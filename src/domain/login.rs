//! Login outcome returned to the caller.

use serde::Serialize;
use utoipa::ToSchema;

use crate::config::{
    CODE_INVALID_CREDENTIALS, CODE_LOGIN_SUCCEEDED, MOCK_TOKEN, MSG_INVALID_CREDENTIALS,
    MSG_LOGIN_SUCCEEDED,
};

/// Result of a login attempt.
///
/// Only constructible through [`LoginResult::succeeded`] and
/// [`LoginResult::invalid_credentials`], so `token` is present exactly
/// when `code` is 200.
#[derive(Debug, Clone, PartialEq, Eq, Serialize, ToSchema)]
pub struct LoginResult {
    /// 200 on success, 400 on rejected credentials
    #[schema(example = 200)]
    code: u16,
    /// Human-readable outcome
    #[serde(rename = "msg")]
    #[schema(example = "login succeeded")]
    message: String,
    /// Placeholder token, only on success
    #[serde(skip_serializing_if = "Option::is_none")]
    #[schema(example = "mock-jwt-token-for-demo")]
    token: Option<String>,
}

impl LoginResult {
    /// Successful login carrying the placeholder token.
    pub fn succeeded() -> Self {
        Self {
            code: CODE_LOGIN_SUCCEEDED,
            message: MSG_LOGIN_SUCCEEDED.to_string(),
            token: Some(MOCK_TOKEN.to_string()),
        }
    }

    /// Rejected credentials, no token.
    pub fn invalid_credentials() -> Self {
        Self {
            code: CODE_INVALID_CREDENTIALS,
            message: MSG_INVALID_CREDENTIALS.to_string(),
            token: None,
        }
    }

    /// Result code (200 or 400).
    pub fn code(&self) -> u16 {
        self.code
    }

    /// Human-readable outcome.
    pub fn message(&self) -> &str {
        &self.message
    }

    /// Token, present only on success.
    pub fn token(&self) -> Option<&str> {
        self.token.as_deref()
    }

    /// Whether the credentials were accepted.
    pub fn is_success(&self) -> bool {
        self.code == CODE_LOGIN_SUCCEEDED
    }
}

#[cfg(test)]
mod tests {
    use super::*;
    use serde_json::json;

    #[test]
    fn test_succeeded_carries_token() {
        let result = LoginResult::succeeded();
        assert!(result.is_success());
        assert_eq!(result.code(), 200);
        assert_eq!(result.token(), Some("mock-jwt-token-for-demo"));
    }

    #[test]
    fn test_invalid_credentials_has_no_token() {
        let result = LoginResult::invalid_credentials();
        assert!(!result.is_success());
        assert_eq!(result.code(), 400);
        assert_eq!(result.message(), "invalid username or password");
        assert!(result.token().is_none());
    }

    #[test]
    fn test_wire_shape() {
        assert_eq!(
            serde_json::to_value(LoginResult::succeeded()).unwrap(),
            json!({"code": 200, "msg": "login succeeded", "token": "mock-jwt-token-for-demo"})
        );
        // no "token" key at all on failure
        assert_eq!(
            serde_json::to_value(LoginResult::invalid_credentials()).unwrap(),
            json!({"code": 400, "msg": "invalid username or password"})
        );
    }
}
//! Mall Auth - Application entry point
//!
//! CLI-based entry point that dispatches to various commands.

use clap::Parser;
use tracing_subscriber::{layer::SubscriberExt, util::SubscriberInitExt};

use mall_auth::{
    cli::{Cli, Commands},
    commands,
    config::{Config, DEFAULT_LOG_FILTER},
};

#[tokio::main]
async fn main() {
    // Parse CLI arguments
    let cli = Cli::parse();

    // Initialize tracing (verbose mode sets debug level)
    init_tracing(cli.verbose);

    // Load configuration
    let config = Config::from_env();
    tracing::debug!("Configuration loaded");

    // Execute command
    let result = match cli.command {
        Commands::Serve(args) => commands::serve::execute(args, config).await,
        Commands::Openapi => commands::openapi::execute().await,
    };

    // Handle errors
    if let Err(e) = result {
        tracing::error!("Command failed: {:?}", e);
        std::process::exit(1);
    }
}

/// Initialize tracing subscriber
fn init_tracing(verbose: bool) {
    let filter = if verbose {
        "debug".to_string()
    } else {
        std::env::var("RUST_LOG").unwrap_or_else(|_| DEFAULT_LOG_FILTER.to_string())
    };

    tracing_subscriber::registry()
        .with(tracing_subscriber::fmt::layer().with_writer(std::io::stderr))
        .with(tracing_subscriber::EnvFilter::new(filter))
        .init();
}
++++++++
• EXERCISE PROMPT
Whenever a line above contains "Option", copy that line.

• RESULT
    #[serde(skip_serializing_if = "Option::is_none")]
    token: Option<String>,
    pub fn token(&self) -> Option<&str> {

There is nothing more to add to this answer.